Diante da nova estruturação
capitalista das últimas décadas marcada pela globalização da economia,
reestruturação e internacionalização dos mercados financeiros, e o surgimento
de novas tecnologias, as manifestações da questão social tornam-se ainda mais
evidentes, como o desemprego estrutural, pobreza e trabalho informal.

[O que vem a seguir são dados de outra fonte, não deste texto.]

//! Node configuration.
//!
//! Everything the core recognizes per spec §6: `event_store_path` and
//! `command_channel_capacity`. Logging knobs are the only addition — they
//! belong to the ambient stack, not the core, but have to live somewhere
//! concrete for a runnable binary. Network endpoints, auth, and anything
//! else belongs to a future external collaborator, not here.

use serde::{Deserialize, Serialize};
use std::path::PathBuf;

#[derive(Debug, Clone, Serialize, Deserialize)]
pub struct NodeConfig {
    #[serde(default = "default_event_store_path")]
    pub event_store_path: PathBuf,

    #[serde(default = "default_channel_capacity")]
    pub command_channel_capacity: usize,

    #[serde(default)]
    pub logging: LoggingConfig,
}

impl Default for NodeConfig {
    fn default() -> Self {
        Self {
            event_store_path: default_event_store_path(),
            command_channel_capacity: default_channel_capacity(),
            logging: LoggingConfig::default(),
        }
    }
}

#[derive(Debug, Clone, Serialize, Deserialize)]
pub struct LoggingConfig {
    #[serde(default = "default_log_level")]
    pub level: String,

    #[serde(default = "default_log_format")]
    pub format: String,
}

impl Default for LoggingConfig {
    fn default() -> Self {
        Self {
            level: default_log_level(),
            format: default_log_format(),
        }
    }
}

fn default_event_store_path() -> PathBuf {
    PathBuf::from("ledgerflow.jsonl")
}

fn default_channel_capacity() -> usize {
    1024
}

fn default_log_level() -> String {
    "info".to_string()
}

fn default_log_format() -> String {
    "pretty".to_string()
}

impl NodeConfig {
    /// Loads configuration layered as: built-in defaults, an optional
    /// `--config` file, `config/default.toml` / `config/local.toml` if
    /// present, then `LEDGERFLOW__`-prefixed environment variables (for
    /// example `LEDGERFLOW__COMMAND_CHANNEL_CAPACITY=2048`), matching the
    /// layering `openibank-api-server` uses for its own config struct.
    pub fn load(config_path: Option<&str>) -> anyhow::Result<Self> {
        let _ = dotenvy::dotenv();

        let mut builder = config::Config::builder();
        if let Some(path) = config_path {
            builder = builder.add_source(config::File::with_name(path).required(false));
        }
        builder = builder
            .add_source(config::File::with_name("config/default").required(false))
            .add_source(config::File::with_name("config/local").required(false))
            .add_source(
                config::Environment::with_prefix("LEDGERFLOW")
                    .separator("__")
                    .try_parsing(true),
            );

        let config = builder.build()?;
        let node_config: NodeConfig = config.try_deserialize().unwrap_or_else(|e| {
            tracing::warn!(error = %e, "using default node configuration");
            NodeConfig::default()
        });
        Ok(node_config)
    }
}
//! Ledgerflow Channel - the delivery surface that serializes concurrent
//! external callers into the engine's single logical writer (spec §4.4).
//!
//! Commands from distinct callers may arrive concurrently; the channel
//! picks one total order and hands commands to a single dedicated worker
//! task, which is the only task that ever calls
//! [`WalletEngine::process_command`]. This makes the engine's ordering
//! invariant structural — there is exactly one consumer of the channel's
//! receiving end — rather than a discipline callers must uphold.

use ledgerflow_engine::{Ack, WalletEngine};
use ledgerflow_types::TransferCommand;
use std::sync::Arc;
use thiserror::Error;
use tokio::sync::{mpsc, oneshot};
use tokio::task::JoinHandle;

#[derive(Debug, Error)]
pub enum ChannelError {
    #[error("command channel is closed")]
    Closed,

    #[error("command channel is at capacity")]
    Full,

    #[error("worker dropped the reply sender before acknowledging")]
    NoReply,
}

enum Delivery {
    RequestReply {
        command: TransferCommand,
        reply: oneshot::Sender<Ack>,
    },
    FireAndForget {
        command: TransferCommand,
    },
}

/// Handle to the bounded command channel. Cloning it is cheap — every
/// clone shares the same bounded queue and the same single worker task.
#[derive(Clone)]
pub struct CommandChannel {
    sender: mpsc::Sender<Delivery>,
}

/// Owns the join handle of the worker task so callers can await a clean
/// shutdown. Dropping this without awaiting it still lets the worker run
/// to completion; it only stops once every `CommandChannel` clone (and
/// thus the underlying `mpsc::Sender`) is dropped.
pub struct CommandWorker {
    handle: JoinHandle<()>,
}

impl CommandWorker {
    pub async fn join(self) -> Result<(), tokio::task::JoinError> {
        self.handle.await
    }
}

/// Spawns the dedicated worker task and returns a handle pair: the
/// cloneable `CommandChannel` callers submit through, and the
/// `CommandWorker` the caller should join during shutdown.
///
/// `capacity` bounds the channel (spec §4.4: "the channel is bounded").
/// When the channel is full, `submit`/`publish` return
/// [`ChannelError::Full`] rather than silently dropping the command.
pub fn spawn(engine: Arc<WalletEngine>, capacity: usize) -> (CommandChannel, CommandWorker) {
    let (sender, mut receiver) = mpsc::channel::<Delivery>(capacity);

    let handle = tokio::spawn(async move {
        while let Some(delivery) = receiver.recv().await {
            match delivery {
                Delivery::RequestReply { command, reply } => {
                    let transaction_id = command.transaction_id.clone();
                    let ack = engine.process_command(command).await;
                    if reply.send(ack).is_err() {
                        tracing::warn!(
                            %transaction_id,
                            "reply receiver dropped before acknowledgment was delivered"
                        );
                    }
                }
                Delivery::FireAndForget { command } => {
                    let _ack = engine.process_command(command).await;
                }
            }
        }
        tracing::info!("command channel worker exiting: all senders dropped");
    });

    (CommandChannel { sender }, CommandWorker { handle })
}

impl CommandChannel {
    /// Request/reply: blocks until the worker has processed `command` and
    /// returns its acknowledgment. The caller may additionally wrap this
    /// future in a timeout (spec §5: "request/reply ... has a
    /// caller-supplied timeout"); a timeout here only stops the caller
    /// from waiting, it does not affect engine progress.
    pub async fn submit(&self, command: TransferCommand) -> Result<Ack, ChannelError> {
        let (reply, reply_rx) = oneshot::channel();
        self.sender
            .try_send(Delivery::RequestReply { command, reply })
            .map_err(|e| match e {
                mpsc::error::TrySendError::Full(_) => ChannelError::Full,
                mpsc::error::TrySendError::Closed(_) => ChannelError::Closed,
            })?;
        reply_rx.await.map_err(|_| ChannelError::NoReply)
    }

    /// Fire-and-forget: enqueues `command` for processing without waiting
    /// for the engine's acknowledgment. Never silently drops — a full or
    /// closed channel is surfaced as an error (spec §4.4).
    pub fn publish(&self, command: TransferCommand) -> Result<(), ChannelError> {
        self.sender
            .try_send(Delivery::FireAndForget { command })
            .map_err(|e| match e {
                mpsc::error::TrySendError::Full(_) => ChannelError::Full,
                mpsc::error::TrySendError::Closed(_) => ChannelError::Closed,
            })
    }
}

Nesse contexto, a nova ordem econômica
mundial regida pelo capital, intensifica as desigualdades sociais já
existentes, legitimando e reafirmando uma estrutura social marcada por uma
grande concentração de renda e diferenças entre ricos e pobres. A importação de
novas tecnologias, o desmonte do Estado, a reorganização do processo produtivo,
tem promovido um aumento das desigualdades apontadas.
Desse modo,
o processo de flexibilização, bem como de precarização do trabalho vem sendo
apontado como um dos principais problemas associados aos processos de
reestruturação das formas de produzir e dos modos de organizar o trabalho que
vem ocorrendo no Brasil e até mesmo em países da União Européia no bojo das
transformações do sistema capitalista.
Assim, nos últimos vinte anos, ocorreram
transformações profundas nos mercados de trabalho brasileiro e europeu, com
impactos significativos não apenas nas condições de trabalho e de emprego dos indivíduos,
mas também em seus modos de vida. Com efeito, a precariedade do emprego não se
restringe ao impacto econômico na vida dos indivíduos e das famílias, gerando
também sentimentos de insegurança e de medo ou seja, há também um retraimento
diante da possibilidade de construir projetos de vida e de organizar o futuro.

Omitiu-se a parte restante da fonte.